The monthly minimum wage will be raised to a net TL17,002 ($578), per month in 2024, Vedat Işıkhan, labour minister, said at a press conference. That is double the rate at the start of this year and a 49 per cent increase from a mid-year adjustment.
“We are pleased to once again fulfil our pledge to prevent our workers from being crushed by inflation,” he said. About a third of the population of 86mn people earn the minimum wage, and other salary rises are determined by the base pay.

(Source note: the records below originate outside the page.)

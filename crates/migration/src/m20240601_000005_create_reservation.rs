use sea_orm_migration::{prelude::*, schema::*};

#[derive(DeriveMigrationName)]
pub struct Migration;

#[async_trait::async_trait]
impl MigrationTrait for Migration {
    async fn up(&self, manager: &SchemaManager) -> Result<(), DbErr> {
        manager
            .create_table(
                Table::create()
                    .table(Reservation::Table)
                    .if_not_exists()
                    .col(uuid(Reservation::Id).primary_key())
                    .col(uuid(Reservation::AccountId).not_null())
                    .col(uuid(Reservation::CounselorId).not_null())
                    .col(date(Reservation::CounselDate).not_null())
                    .col(time(Reservation::CounselTime).not_null())
                    .col(ColumnDef::new(Reservation::Location).string_len(255).null())
                    .col(string_len(Reservation::Status, 32).not_null())
                    .col(timestamp_with_time_zone(Reservation::CreatedAt).not_null())
                    .foreign_key(
                        ForeignKey::create()
                            .name("fk_reservation_account")
                            .from(Reservation::Table, Reservation::AccountId)
                            .to(Account::Table, Account::Id)
                            .on_delete(ForeignKeyAction::Cascade)
                            .on_update(ForeignKeyAction::Cascade),
                    )
                    .foreign_key(
                        ForeignKey::create()
                            .name("fk_reservation_counselor")
                            .from(Reservation::Table, Reservation::CounselorId)
                            .to(Counselor::Table, Counselor::Id)
                            .on_delete(ForeignKeyAction::Cascade)
                            .on_update(ForeignKeyAction::Cascade),
                    )
                    .to_owned(),
            )
            .await
    }

    async fn down(&self, manager: &SchemaManager) -> Result<(), DbErr> {
        manager.drop_table(Table::drop().table(Reservation::Table).to_owned()).await
    }
}

#[derive(DeriveIden)]
enum Reservation { Table, Id, AccountId, CounselorId, CounselDate, CounselTime, Location, Status, CreatedAt }

#[derive(DeriveIden)]
enum Account { Table, Id }

#[derive(DeriveIden)]
enum Counselor { Table, Id }
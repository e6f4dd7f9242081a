use axum::{extract::State, http::StatusCode, Extension, Json};

use service::reservation::{CreateReservationInput, ReservationView};
use service::token::Principal;

use super::auth::ServerState;
use crate::errors::JsonApiError;

#[utoipa::path(post, path = "/reservation/create", tag = "reservation", security(("bearer" = [])),
    request_body = crate::openapi::CreateReservationRequest,
    responses((status = 200, description = "Status text", body = String), (status = 400, description = "Bad Request"), (status = 409, description = "Slot taken")))]
pub async fn create(
    State(state): State<ServerState>,
    Extension(principal): Extension<Principal>,
    Json(input): Json<CreateReservationInput>,
) -> Result<(StatusCode, &'static str), JsonApiError> {
    let status = state.services.reservations.create_reservation(&principal, input).await?;
    Ok((StatusCode::OK, status))
}

#[utoipa::path(get, path = "/reservation", tag = "reservation", security(("bearer" = [])),
    responses((status = 200, description = "Reservations by date then time")))]
pub async fn list(State(state): State<ServerState>, Extension(principal): Extension<Principal>) -> Result<Json<Vec<ReservationView>>, JsonApiError> {
    Ok(Json(state.services.reservations.get_reservations(&principal).await?))
}
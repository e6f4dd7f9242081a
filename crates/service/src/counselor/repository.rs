use async_trait::async_trait;
use uuid::Uuid;

use super::domain::{Counselor, CounselorFilter, NewCounselor};
use crate::errors::ServiceError;

#[async_trait]
pub trait CounselorRepository: Send + Sync {
    async fn find_counselor(&self, id: Uuid) -> Result<Option<Counselor>, ServiceError>;
    /// Field labels as stored, duplicates included.
    async fn counseling_fields(&self, counselor_id: Uuid) -> Result<Vec<String>, ServiceError>;
    /// Persist the counselor and its field rows.
    async fn create_counselor(&self, input: &NewCounselor) -> Result<Counselor, ServiceError>;
    /// Matching counselors ordered by name.
    async fn list_counselors(&self, filter: &CounselorFilter) -> Result<Vec<Counselor>, ServiceError>;
}
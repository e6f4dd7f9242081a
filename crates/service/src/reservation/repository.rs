use async_trait::async_trait;
use chrono::{NaiveDate, NaiveTime};
use uuid::Uuid;

use super::domain::{CreateReservationInput, Reservation, ReservationView};
use crate::errors::ServiceError;

#[async_trait]
pub trait ReservationRepository: Send + Sync {
    /// Whether a non-cancelled reservation holds the counselor's slot.
    async fn slot_taken(&self, counselor_id: Uuid, date: NaiveDate, time: NaiveTime) -> Result<bool, ServiceError>;
    /// Persist a `pending` reservation.
    async fn insert_reservation(&self, account_id: Uuid, input: &CreateReservationInput) -> Result<Reservation, ServiceError>;
    /// Account's reservations by date then time, ascending.
    async fn list_reservations(&self, account_id: Uuid) -> Result<Vec<ReservationView>, ServiceError>;
}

A currency crisis in late 2021 sparked Turkey’s worst inflation in a quarter century, and the lira continues to depreciate, losing some 35 per cent of its value against the dollar this year. The cost of food, utilities and rent have all skyrocketed, incurring pain for most Turkish households.
However, higher wages also strongly contribute to pushing up inflation, which reached 62 per cent last month. The central bank was only expecting a peak to be reached in May at 70 per cent, and it may now be forced to continue raising interest rates to cool demand.
The bank has lifted the benchmark interest rate by 34 percentage points since June after President Recep Tayyip Erdoğan was re-elected and appointed a new governor to undo his pre-election economic policies. He had forced the previous bank chief to cut interest rates to single digits to expand the $900bn economy during his election campaign.
In a concession to the fight against inflation, the government has ruled out another increase to the minimum wage before 2025.
Turks are due back at the polls on March 31 to vote for mayors across the country. Erdoğan has vowed to retake control of Istanbul, the biggest city, and the capital Ankara from the opposition, building on the momentum of his re-election earlier this year, when he began his third decade at the helm.